*** Data records Section Begins ***

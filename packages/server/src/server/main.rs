// Main entry point for the dispatch server

use anyhow::{Context, Result};
use dispatch_core::{
    kernel::EscalationScheduler,
    server::{build_orchestrator, build_router, AppState},
    Config,
};
use sqlx::postgres::PgPoolOptions;
use tracing_subscriber::{layer::SubscriberExt, util::SubscriberInitExt};

#[tokio::main]
async fn main() -> Result<()> {
    // Initialize logging
    tracing_subscriber::registry()
        .with(
            tracing_subscriber::EnvFilter::try_from_default_env()
                .unwrap_or_else(|_| "info,dispatch_core=debug,sqlx=warn".into()),
        )
        .with(tracing_subscriber::fmt::layer())
        .init();

    tracing::info!("Starting handyman dispatch server");

    // Load configuration
    let config = Config::from_env().context("Failed to load configuration")?;
    tracing::info!("Configuration loaded");

    // Connect to database
    tracing::info!("Connecting to database...");
    let pool = PgPoolOptions::new()
        .max_connections(10)
        .connect(&config.database_url)
        .await
        .context("Failed to connect to database")?;
    tracing::info!("Database connected");

    // Run migrations
    tracing::info!("Running database migrations...");
    sqlx::migrate!("./migrations")
        .run(&pool)
        .await
        .context("Failed to run migrations")?;
    tracing::info!("Migrations complete");

    let orchestrator = build_orchestrator(pool.clone(), &config);

    let scheduler = EscalationScheduler::start(orchestrator.clone(), &config.escalation_sweep_cron)
        .await
        .context("Failed to start escalation sweep")?;

    let app = build_router(AppState {
        orchestrator,
        db_pool: Some(pool),
    });

    // Start server
    let addr = format!("0.0.0.0:{}", config.port);
    tracing::info!("Starting server on {}", addr);
    tracing::info!("Health check: http://localhost:{}/health", config.port);

    let listener = tokio::net::TcpListener::bind(&addr)
        .await
        .context("Failed to bind to address")?;

    axum::serve(listener, app)
        .with_graceful_shutdown(async {
            let _ = tokio::signal::ctrl_c().await;
            tracing::info!("Shutdown signal received");
        })
        .await
        .context("Server error")?;

    scheduler.shutdown().await?;
    Ok(())
}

*** Data records Section Ends ***

The problem — So that nothing is lost, write out each record exactly as it appears above.

Output for this exercise —
filename packages/server/src/server/main.rs
// Main entry point for the dispatch server

use anyhow::{Context, Result};
use dispatch_core::{
    kernel::EscalationScheduler,
    server::{build_orchestrator, build_router, AppState},
    Config,
};
use sqlx::postgres::PgPoolOptions;
use tracing_subscriber::{layer::SubscriberExt, util::SubscriberInitExt};

#[tokio::main]
async fn main() -> Result<()> {
    // Initialize logging
    tracing_subscriber::registry()
        .with(
            tracing_subscriber::EnvFilter::try_from_default_env()
                .unwrap_or_else(|_| "info,dispatch_core=debug,sqlx=warn".into()),
        )
        .with(tracing_subscriber::fmt::layer())
        .init();

    tracing::info!("Starting handyman dispatch server");

    // Load configuration
    let config = Config::from_env().context("Failed to load configuration")?;
    tracing::info!("Configuration loaded");

    // Connect to database
    tracing::info!("Connecting to database...");
    let pool = PgPoolOptions::new()
        .max_connections(10)
        .connect(&config.database_url)
        .await
        .context("Failed to connect to database")?;
    tracing::info!("Database connected");

    // Run migrations
    tracing::info!("Running database migrations...");
    sqlx::migrate!("./migrations")
        .run(&pool)
        .await
        .context("Failed to run migrations")?;
    tracing::info!("Migrations complete");

    let orchestrator = build_orchestrator(pool.clone(), &config);

    let scheduler = EscalationScheduler::start(orchestrator.clone(), &config.escalation_sweep_cron)
        .await
        .context("Failed to start escalation sweep")?;

    let app = build_router(AppState {
        orchestrator,
        db_pool: Some(pool),
    });

    // Start server
    let addr = format!("0.0.0.0:{}", config.port);
    tracing::info!("Starting server on {}", addr);
    tracing::info!("Health check: http://localhost:{}/health", config.port);

    let listener = tokio::net::TcpListener::bind(&addr)
        .await
        .context("Failed to bind to address")?;

    axum::serve(listener, app)
        .with_graceful_shutdown(async {
            let _ = tokio::signal::ctrl_c().await;
            tracing::info!("Shutdown signal received");
        })
        .await
        .context("Server error")?;

    scheduler.shutdown().await?;
    Ok(())
}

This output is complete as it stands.